INFORMATION SUPPLIED START
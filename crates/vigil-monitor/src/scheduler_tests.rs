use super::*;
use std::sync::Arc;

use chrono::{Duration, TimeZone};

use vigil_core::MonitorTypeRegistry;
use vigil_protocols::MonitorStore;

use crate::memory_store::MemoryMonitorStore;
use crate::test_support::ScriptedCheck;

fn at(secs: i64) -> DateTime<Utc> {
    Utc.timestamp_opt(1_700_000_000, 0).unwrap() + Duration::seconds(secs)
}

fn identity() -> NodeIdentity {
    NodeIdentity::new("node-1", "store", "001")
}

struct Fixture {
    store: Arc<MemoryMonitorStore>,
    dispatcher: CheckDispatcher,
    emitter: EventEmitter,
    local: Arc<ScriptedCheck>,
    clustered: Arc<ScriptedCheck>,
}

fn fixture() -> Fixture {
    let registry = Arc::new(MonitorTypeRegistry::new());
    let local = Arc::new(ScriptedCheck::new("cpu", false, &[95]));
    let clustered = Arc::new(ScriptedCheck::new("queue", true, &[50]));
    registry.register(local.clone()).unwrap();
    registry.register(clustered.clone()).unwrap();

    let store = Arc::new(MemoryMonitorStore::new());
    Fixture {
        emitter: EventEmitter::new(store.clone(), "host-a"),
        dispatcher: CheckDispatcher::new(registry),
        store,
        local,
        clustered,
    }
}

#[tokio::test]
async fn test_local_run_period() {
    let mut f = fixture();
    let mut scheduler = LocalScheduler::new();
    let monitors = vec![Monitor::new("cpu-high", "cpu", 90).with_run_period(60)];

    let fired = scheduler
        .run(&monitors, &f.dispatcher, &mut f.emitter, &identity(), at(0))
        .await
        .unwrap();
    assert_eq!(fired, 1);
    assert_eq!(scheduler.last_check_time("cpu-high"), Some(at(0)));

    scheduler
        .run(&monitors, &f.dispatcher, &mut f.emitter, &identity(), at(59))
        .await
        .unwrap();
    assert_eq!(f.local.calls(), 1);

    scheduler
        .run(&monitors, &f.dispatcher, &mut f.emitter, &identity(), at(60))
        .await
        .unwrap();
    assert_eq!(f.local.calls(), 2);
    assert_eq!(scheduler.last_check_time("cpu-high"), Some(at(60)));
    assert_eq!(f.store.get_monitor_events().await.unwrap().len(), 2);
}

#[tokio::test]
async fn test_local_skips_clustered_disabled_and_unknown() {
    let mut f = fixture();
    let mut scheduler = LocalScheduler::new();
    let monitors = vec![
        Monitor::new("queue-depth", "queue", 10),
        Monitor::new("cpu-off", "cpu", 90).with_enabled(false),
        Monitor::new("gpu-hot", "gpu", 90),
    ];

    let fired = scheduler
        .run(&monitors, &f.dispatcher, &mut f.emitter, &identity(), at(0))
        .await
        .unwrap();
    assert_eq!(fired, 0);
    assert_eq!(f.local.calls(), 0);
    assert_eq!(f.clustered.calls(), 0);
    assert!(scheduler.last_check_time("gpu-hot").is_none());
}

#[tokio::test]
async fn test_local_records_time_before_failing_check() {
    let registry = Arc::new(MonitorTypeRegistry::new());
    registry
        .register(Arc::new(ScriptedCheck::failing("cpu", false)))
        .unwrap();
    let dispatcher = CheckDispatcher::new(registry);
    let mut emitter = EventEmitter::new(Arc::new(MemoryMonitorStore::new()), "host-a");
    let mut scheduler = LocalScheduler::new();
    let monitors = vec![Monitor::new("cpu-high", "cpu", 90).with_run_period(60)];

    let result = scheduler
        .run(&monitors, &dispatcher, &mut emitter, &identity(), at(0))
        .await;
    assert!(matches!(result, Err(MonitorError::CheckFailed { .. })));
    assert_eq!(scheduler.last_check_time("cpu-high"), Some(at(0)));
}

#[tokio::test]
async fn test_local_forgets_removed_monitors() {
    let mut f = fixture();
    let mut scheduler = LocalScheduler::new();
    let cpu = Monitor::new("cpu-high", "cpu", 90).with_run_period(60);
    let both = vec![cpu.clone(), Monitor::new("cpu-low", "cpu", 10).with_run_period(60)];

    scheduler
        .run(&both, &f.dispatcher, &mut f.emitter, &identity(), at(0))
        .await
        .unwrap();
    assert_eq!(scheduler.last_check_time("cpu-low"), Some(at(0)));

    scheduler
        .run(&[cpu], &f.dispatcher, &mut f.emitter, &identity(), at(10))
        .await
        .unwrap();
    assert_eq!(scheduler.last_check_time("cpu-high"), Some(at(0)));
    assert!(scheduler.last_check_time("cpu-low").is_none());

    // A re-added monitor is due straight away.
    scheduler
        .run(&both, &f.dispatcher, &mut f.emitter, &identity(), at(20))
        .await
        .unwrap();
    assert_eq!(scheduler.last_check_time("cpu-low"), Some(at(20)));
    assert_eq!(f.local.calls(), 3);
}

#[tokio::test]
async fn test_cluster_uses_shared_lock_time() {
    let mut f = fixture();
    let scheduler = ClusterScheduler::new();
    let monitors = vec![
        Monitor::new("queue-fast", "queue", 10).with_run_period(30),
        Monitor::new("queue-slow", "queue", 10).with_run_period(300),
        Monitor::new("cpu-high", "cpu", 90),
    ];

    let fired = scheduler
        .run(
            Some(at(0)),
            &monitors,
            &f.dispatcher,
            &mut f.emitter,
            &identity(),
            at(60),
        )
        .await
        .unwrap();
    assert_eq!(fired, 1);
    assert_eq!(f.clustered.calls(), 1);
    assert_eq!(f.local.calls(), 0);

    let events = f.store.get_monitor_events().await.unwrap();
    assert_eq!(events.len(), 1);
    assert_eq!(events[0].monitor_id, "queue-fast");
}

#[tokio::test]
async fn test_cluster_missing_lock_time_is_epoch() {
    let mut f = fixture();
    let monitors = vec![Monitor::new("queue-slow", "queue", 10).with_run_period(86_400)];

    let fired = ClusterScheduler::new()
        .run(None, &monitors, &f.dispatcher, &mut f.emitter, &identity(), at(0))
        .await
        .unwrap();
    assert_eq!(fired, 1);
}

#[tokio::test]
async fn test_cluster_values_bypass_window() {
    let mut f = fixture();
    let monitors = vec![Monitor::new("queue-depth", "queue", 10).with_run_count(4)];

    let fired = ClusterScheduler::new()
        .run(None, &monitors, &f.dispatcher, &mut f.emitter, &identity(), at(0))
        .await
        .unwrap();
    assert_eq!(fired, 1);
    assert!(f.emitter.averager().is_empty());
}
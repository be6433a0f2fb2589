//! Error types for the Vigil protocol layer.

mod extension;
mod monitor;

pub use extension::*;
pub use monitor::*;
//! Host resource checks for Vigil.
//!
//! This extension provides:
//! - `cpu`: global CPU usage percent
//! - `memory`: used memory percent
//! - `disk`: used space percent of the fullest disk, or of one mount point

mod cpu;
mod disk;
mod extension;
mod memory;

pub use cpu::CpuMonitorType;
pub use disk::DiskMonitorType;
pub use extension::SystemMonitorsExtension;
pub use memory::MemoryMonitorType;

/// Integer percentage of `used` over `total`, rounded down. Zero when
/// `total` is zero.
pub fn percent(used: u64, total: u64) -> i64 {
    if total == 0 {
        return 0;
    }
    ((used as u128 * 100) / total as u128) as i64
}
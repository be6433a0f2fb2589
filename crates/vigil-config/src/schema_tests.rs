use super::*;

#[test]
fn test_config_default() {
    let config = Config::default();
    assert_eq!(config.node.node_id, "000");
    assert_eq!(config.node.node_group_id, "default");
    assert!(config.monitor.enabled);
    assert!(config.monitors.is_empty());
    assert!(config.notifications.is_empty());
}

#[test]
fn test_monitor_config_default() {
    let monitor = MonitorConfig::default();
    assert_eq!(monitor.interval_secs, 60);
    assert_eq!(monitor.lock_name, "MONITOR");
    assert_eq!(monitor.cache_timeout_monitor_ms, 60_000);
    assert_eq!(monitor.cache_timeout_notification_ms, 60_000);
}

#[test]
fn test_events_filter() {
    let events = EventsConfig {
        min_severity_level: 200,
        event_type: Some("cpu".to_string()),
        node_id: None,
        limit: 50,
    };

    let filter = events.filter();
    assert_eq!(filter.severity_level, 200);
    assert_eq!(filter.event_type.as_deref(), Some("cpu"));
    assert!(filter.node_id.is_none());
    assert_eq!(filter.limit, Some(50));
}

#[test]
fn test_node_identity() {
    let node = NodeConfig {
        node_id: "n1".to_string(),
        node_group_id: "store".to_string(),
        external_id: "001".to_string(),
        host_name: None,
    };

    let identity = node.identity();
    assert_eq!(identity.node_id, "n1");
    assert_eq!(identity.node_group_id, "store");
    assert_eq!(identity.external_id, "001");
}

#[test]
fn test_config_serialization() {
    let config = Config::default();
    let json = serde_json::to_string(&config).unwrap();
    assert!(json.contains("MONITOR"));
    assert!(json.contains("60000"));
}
INFORMATION SUPPLIED END
- ACTIVITY: All that is wanted is an exact copy of the lines above from the one with "if total == 0" through the one with "let monitor = MonitorConfig::default();", with both ends included.

- EXPECTED OUTPUT:
    if total == 0 {
        return 0;
    }
    ((used as u128 * 100) / total as u128) as i64
}
repository be6433a0f2fb2589
filename crates/vigil-config/src/schema_tests.rs
use super::*;

#[test]
fn test_config_default() {
    let config = Config::default();
    assert_eq!(config.node.node_id, "000");
    assert_eq!(config.node.node_group_id, "default");
    assert!(config.monitor.enabled);
    assert!(config.monitors.is_empty());
    assert!(config.notifications.is_empty());
}

#[test]
fn test_monitor_config_default() {
    let monitor = MonitorConfig::default();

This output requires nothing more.